**Exercise details**
Please report how many lines of the following entries hold the word "Copy", giving the number alone.
### Exercise inputs ###
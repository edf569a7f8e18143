use super::classify::{LineKind, classify};
use super::types::Block;

/// Parses a full note body into [`Block`]s.
///
/// Line endings are normalised (`\r\n` to `\n`) before splitting; a final
/// trailing newline terminates the last line rather than opening a new
/// blank one. The scan is a single top-to-bottom cursor pass:
///
/// - blank line: one `Blank`
/// - heading line: one `Heading`
/// - bullet line: this line plus every immediately following bullet line
///   becomes one `BulletList`
/// - anything else: this line plus every following line that is non-blank
///   and starts neither a heading nor a bullet run, space-joined into one
///   `Paragraph`
///
/// Deterministic and total: any input, including binary garbage pushed
/// through a lossy decode, maps to a block sequence without error.
pub fn parse_blocks(content: &str) -> Vec<Block> {
    let normalized = content.replace("\r\n", "\n");
    let mut lines: Vec<&str> = normalized.split('\n').collect();
    if lines.last() == Some(&"") {
        lines.pop();
    }

    let mut blocks = vec![];
    let mut i = 0;
    while i < lines.len() {
        match classify(lines[i]) {
            LineKind::Blank => {
                blocks.push(Block::Blank);
                i += 1;
            }
            LineKind::Heading(text) => {
                blocks.push(Block::Heading {
                    text: text.to_string(),
                });
                i += 1;
            }
            LineKind::Bullet(first) => {
                let mut items = vec![first.to_string()];
                i += 1;
                while i < lines.len() {
                    match classify(lines[i]) {
                        LineKind::Bullet(item) => {
                            items.push(item.to_string());
                            i += 1;
                        }
                        _ => break,
                    }
                }
                blocks.push(Block::BulletList { items });
            }
            LineKind::Text(first) => {
                let mut text = first.to_string();
                i += 1;
                while i < lines.len() {
                    match classify(lines[i]) {
                        LineKind::Text(cont) => {
                            text.push(' ');
                            text.push_str(cont);
                            i += 1;
                        }
                        _ => break,
                    }
                }
                blocks.push(Block::Paragraph { text });
            }
        }
    }
    blocks
}
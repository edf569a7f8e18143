use std::ops::Range;

use crate::editing::{Cmd, Patch, commands};

/// Stable handle to a node in an [`EditableTree`] arena.
///
/// Ids are never reused within one tree. A detached node's id stays valid
/// as a handle but the node is no longer reachable from the roots, and
/// commands targeting it become no-ops.
#[derive(Debug, Clone, Copy, PartialEq, Eq, Hash)]
pub struct NodeId(u32);

impl NodeId {
    pub(crate) fn index(self) -> usize {
        self.0 as usize
    }
}

/// Tagged kind of an editable-tree node.
#[derive(Debug, Clone, Copy, PartialEq, Eq)]
pub enum NodeKind {
    /// Empty-line placeholder preserving vertical spacing.
    Blank,
    /// Single emphasised line; level is not tracked.
    Heading,
    /// Plain block container.
    Paragraph,
    /// Bullet list container; children are `ListItem`s.
    List,
    /// One bullet item; child of a `List`.
    ListItem,
    /// Inline style wrappers. Never nested inside each other.
    Bold,
    Italic,
    Code,
    /// Leaf carrying the actual text payload.
    Text,
    /// Hard line break inside a block.
    LineBreak,
}

impl NodeKind {
    /// Block-level containers that can appear at the top of the tree.
    pub fn is_block(self) -> bool {
        matches!(
            self,
            NodeKind::Blank
                | NodeKind::Heading
                | NodeKind::Paragraph
                | NodeKind::List
                | NodeKind::ListItem
        )
    }

    /// Inline style wrappers (`Bold`/`Italic`/`Code`).
    pub fn is_inline_style(self) -> bool {
        matches!(self, NodeKind::Bold | NodeKind::Italic | NodeKind::Code)
    }
}

/// Cursor or selection anchored to a single text node.
#[derive(Debug, Clone, PartialEq, Eq)]
pub struct Selection {
    /// The text node holding the caret.
    pub node: NodeId,
    /// Byte range within that node's text; empty range is a caret.
    pub range: Range<usize>,
}

#[derive(Debug, Clone, PartialEq, Eq)]
pub(crate) struct Node {
    pub kind: NodeKind,
    /// Payload for `Text` nodes; empty for every other kind.
    pub text: String,
    pub parent: Option<NodeId>,
    pub children: Vec<NodeId>,
}

/// The live, user-mutable rich-text representation backing the edit
/// surface: a mutable node arena plus a selection.
///
/// The tree is the editing-time counterpart of the persisted text body.
/// It is produced by [`crate::convert::to_editable_tree`], mutated through
/// [`Cmd`]s compiled by [`EditableTree::apply`], and read back into
/// canonical text by [`crate::convert::from_editable_tree`], which infers
/// structure from node shape rather than trusting it.
#[derive(Debug, Clone, Default, PartialEq, Eq)]
pub struct EditableTree {
    nodes: Vec<Node>,
    roots: Vec<NodeId>,
    selection: Option<Selection>,
    version: u64,
}

const NO_CHILDREN: &[NodeId] = &[];

impl EditableTree {
    pub fn new() -> Self {
        Self::default()
    }

    /// Top-level block nodes in document order.
    pub fn roots(&self) -> &[NodeId] {
        &self.roots
    }

    pub fn is_empty(&self) -> bool {
        self.roots.is_empty()
    }

    pub fn kind(&self, id: NodeId) -> Option<NodeKind> {
        self.node(id).map(|n| n.kind)
    }

    /// Text payload of a node; empty for non-text kinds, `None` for an
    /// unknown id.
    pub fn text(&self, id: NodeId) -> Option<&str> {
        self.node(id).map(|n| n.text.as_str())
    }

    pub fn parent(&self, id: NodeId) -> Option<NodeId> {
        self.node(id).and_then(|n| n.parent)
    }

    /// Children in order; empty slice for leaves and unknown ids.
    pub fn children(&self, id: NodeId) -> &[NodeId] {
        self.node(id).map_or(NO_CHILDREN, |n| &n.children)
    }

    /// Version counter, incremented once per applied command.
    pub fn version(&self) -> u64 {
        self.version
    }

    pub fn selection(&self) -> Option<&Selection> {
        self.selection.as_ref()
    }

    pub fn set_selection(&mut self, selection: Option<Selection>) {
        self.selection = selection;
    }

    /// Applies a command, returning the resulting [`Patch`].
    ///
    /// Commands are total: out-of-range offsets clamp to character
    /// boundaries and commands against unknown or detached nodes apply
    /// nothing. The version bumps on every call either way, so hosts can
    /// re-render unconditionally after an input event.
    pub fn apply(&mut self, cmd: Cmd) -> Patch {
        let (changed, new_selection) = commands::apply(self, cmd);
        if let Some(sel) = &new_selection {
            self.selection = Some(sel.clone());
        }
        self.version += 1;
        Patch {
            changed,
            new_selection,
            version: self.version,
        }
    }

    // ---- arena internals, shared with convert and commands ----

    pub(crate) fn node(&self, id: NodeId) -> Option<&Node> {
        self.nodes.get(id.index())
    }

    pub(crate) fn node_mut(&mut self, id: NodeId) -> Option<&mut Node> {
        self.nodes.get_mut(id.index())
    }

    pub(crate) fn alloc(&mut self, kind: NodeKind) -> NodeId {
        let id = NodeId(self.nodes.len() as u32);
        self.nodes.push(Node {
            kind,
            text: String::new(),
            parent: None,
            children: Vec::new(),
        });
        id
    }

    pub(crate) fn alloc_text(&mut self, text: &str) -> NodeId {
        let id = self.alloc(NodeKind::Text);
        self.nodes[id.index()].text = text.to_string();
        id
    }

    pub(crate) fn push_root(&mut self, id: NodeId) {
        self.roots.push(id);
    }

    pub(crate) fn insert_root_at(&mut self, index: usize, id: NodeId) {
        let index = index.min(self.roots.len());
        self.roots.insert(index, id);
    }

    pub(crate) fn root_index(&self, id: NodeId) -> Option<usize> {
        self.roots.iter().position(|&r| r == id)
    }

    pub(crate) fn append_child(&mut self, parent: NodeId, child: NodeId) {
        if let Some(n) = self.node_mut(child) {
            n.parent = Some(parent);
        }
        if let Some(n) = self.node_mut(parent) {
            n.children.push(child);
        }
    }

    pub(crate) fn insert_child_at(&mut self, parent: NodeId, index: usize, child: NodeId) {
        if let Some(n) = self.node_mut(child) {
            n.parent = Some(parent);
        }
        if let Some(n) = self.node_mut(parent) {
            let index = index.min(n.children.len());
            n.children.insert(index, child);
        }
    }

    /// Position of `id` within its parent's child list, or within the
    /// roots when it has no parent.
    pub(crate) fn child_index(&self, id: NodeId) -> Option<usize> {
        match self.parent(id) {
            Some(p) => self.children(p).iter().position(|&c| c == id),
            None => self.root_index(id),
        }
    }

    /// Unlinks a node from its parent or from the roots. The slot stays
    /// allocated; the subtree simply becomes unreachable.
    pub(crate) fn detach(&mut self, id: NodeId) {
        match self.parent(id) {
            Some(p) => {
                if let Some(n) = self.node_mut(p) {
                    n.children.retain(|&c| c != id);
                }
                if let Some(n) = self.node_mut(id) {
                    n.parent = None;
                }
            }
            None => self.roots.retain(|&r| r != id),
        }
    }

    /// True when the node is reachable from the roots.
    pub(crate) fn is_attached(&self, id: NodeId) -> bool {
        let mut cur = id;
        loop {
            match self.parent(cur) {
                Some(p) => cur = p,
                None => return self.roots.contains(&cur),
            }
        }
    }

    /// Nearest ancestor (possibly `id` itself) that is block-level.
    pub(crate) fn block_of(&self, id: NodeId) -> Option<NodeId> {
        let mut cur = id;
        loop {
            if self.kind(cur)?.is_block() {
                return Some(cur);
            }
            cur = self.parent(cur)?;
        }
    }

    /// True when `id` lies in the subtree rooted at `ancestor`.
    pub(crate) fn is_descendant(&self, id: NodeId, ancestor: NodeId) -> bool {
        let mut cur = id;
        loop {
            if cur == ancestor {
                return true;
            }
            match self.parent(cur) {
                Some(p) => cur = p,
                None => return false,
            }
        }
    }
}

#[cfg(test)]
mod tests {
    use super::*;

    #[test]
    fn empty_tree() {
        let tree = EditableTree::new();
        assert!(tree.is_empty());
        assert_eq!(tree.version(), 0);
        assert!(tree.selection().is_none());
    }

    #[test]
    fn alloc_and_link() {
        let mut tree = EditableTree::new();
        let para = tree.alloc(NodeKind::Paragraph);
        let text = tree.alloc_text("hi");
        tree.push_root(para);
        tree.append_child(para, text);

        assert_eq!(tree.roots(), &[para]);
        assert_eq!(tree.children(para), &[text]);
        assert_eq!(tree.parent(text), Some(para));
        assert_eq!(tree.text(text), Some("hi"));
        assert!(tree.is_attached(text));
    }

    #[test]
    fn detach_makes_subtree_unreachable() {
        let mut tree = EditableTree::new();
        let para = tree.alloc(NodeKind::Paragraph);
        let text = tree.alloc_text("hi");
        tree.push_root(para);
        tree.append_child(para, text);

        tree.detach(para);
        assert!(tree.roots().is_empty());
        assert!(!tree.is_attached(para));
        assert!(!tree.is_attached(text));
        // The handle itself stays valid
        assert_eq!(tree.text(text), Some("hi"));
    }

    #[test]
    fn block_of_walks_through_inline_styles() {
        let mut tree = EditableTree::new();
        let para = tree.alloc(NodeKind::Paragraph);
        let bold = tree.alloc(NodeKind::Bold);
        let text = tree.alloc_text("b");
        tree.push_root(para);
        tree.append_child(para, bold);
        tree.append_child(bold, text);

        assert_eq!(tree.block_of(text), Some(para));
        assert_eq!(tree.block_of(bold), Some(para));
        assert_eq!(tree.block_of(para), Some(para));
    }

    #[test]
    fn child_index_covers_roots_and_children() {
        let mut tree = EditableTree::new();
        let a = tree.alloc(NodeKind::Paragraph);
        let b = tree.alloc(NodeKind::Paragraph);
        tree.push_root(a);
        tree.push_root(b);
        assert_eq!(tree.child_index(b), Some(1));

        let t = tree.alloc_text("x");
        tree.append_child(b, t);
        assert_eq!(tree.child_index(t), Some(0));
    }
}
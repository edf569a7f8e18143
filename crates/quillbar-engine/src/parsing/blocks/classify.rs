/// Classification of a single line containing only local facts.
///
/// This is phase 1 of block parsing: each line is classified independently,
/// without reference to surrounding context. Grouping (bullet runs,
/// paragraph continuation) happens in phase 2.
#[derive(Debug, Clone, PartialEq, Eq)]
pub enum LineKind<'a> {
    /// Empty after trimming.
    Blank,
    /// `#`, `##` or `###` followed by whitespace; payload has the marker
    /// stripped and is trimmed.
    Heading(&'a str),
    /// `-` or `*` followed by whitespace; payload has the marker stripped
    /// and is trimmed.
    Bullet(&'a str),
    /// Anything else: a paragraph line, kept raw so authored spacing
    /// survives the parse. Display layers trim where they need to.
    Text(&'a str),
}

/// Classifies one line. Total over arbitrary input.
pub fn classify(line: &str) -> LineKind<'_> {
    if line.trim().is_empty() {
        return LineKind::Blank;
    }
    if let Some(text) = strip_heading_marker(line) {
        return LineKind::Heading(text);
    }
    if let Some(item) = strip_bullet_marker(line) {
        return LineKind::Bullet(item);
    }
    LineKind::Text(line)
}

/// Strips a `#`/`##`/`###` marker plus required whitespace, if present.
///
/// Longest marker first, so `### x` is a level-3 heading and not a level-1
/// heading with `## x` as content. Four or more hashes are not a heading.
fn strip_heading_marker(line: &str) -> Option<&str> {
    for marker in ["###", "##", "#"] {
        if let Some(rest) = line.strip_prefix(marker) {
            if rest.starts_with(char::is_whitespace) {
                return Some(rest.trim());
            }
            // `####...` falls through here for the shorter markers too;
            // a hash run longer than the marker is never a heading.
            return None;
        }
    }
    None
}

/// Strips a `-` or `*` bullet marker plus required whitespace, if present.
fn strip_bullet_marker(line: &str) -> Option<&str> {
    let rest = line.strip_prefix('-').or_else(|| line.strip_prefix('*'))?;
    if rest.starts_with(char::is_whitespace) {
        Some(rest.trim())
    } else {
        None
    }
}

#[cfg(test)]
mod tests {
    use super::*;
    use rstest::rstest;

    #[rstest]
    #[case("", LineKind::Blank)]
    #[case("   ", LineKind::Blank)]
    #[case("\t", LineKind::Blank)]
    #[case("# Title", LineKind::Heading("Title"))]
    #[case("## Title", LineKind::Heading("Title"))]
    #[case("### Title", LineKind::Heading("Title"))]
    #[case("###  padded  ", LineKind::Heading("padded"))]
    #[case("#### too deep", LineKind::Text("#### too deep"))]
    #[case("#nospace", LineKind::Text("#nospace"))]
    #[case("#", LineKind::Text("#"))]
    #[case("- item", LineKind::Bullet("item"))]
    #[case("* item", LineKind::Bullet("item"))]
    #[case("-item", LineKind::Text("-item"))]
    #[case("*italic* start", LineKind::Text("*italic* start"))]
    #[case("plain", LineKind::Text("plain"))]
    #[case("a  ", LineKind::Text("a  "))]
    #[case("  indented", LineKind::Text("  indented"))]
    fn classifies_lines(#[case] line: &str, #[case] expected: LineKind<'_>) {
        assert_eq!(classify(line), expected);
    }
}
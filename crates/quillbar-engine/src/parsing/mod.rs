//! Pure text parsing: inline spans and block structure.
//!
//! Everything here is a total function over arbitrary input; malformed
//! markup degrades to plain text rather than failing.

pub mod blocks;
pub mod inline;

pub use blocks::{Block, LineKind, classify, parse_blocks};
pub use inline::{InlineSpan, plain_text, tokenize};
###
**Your solution**
2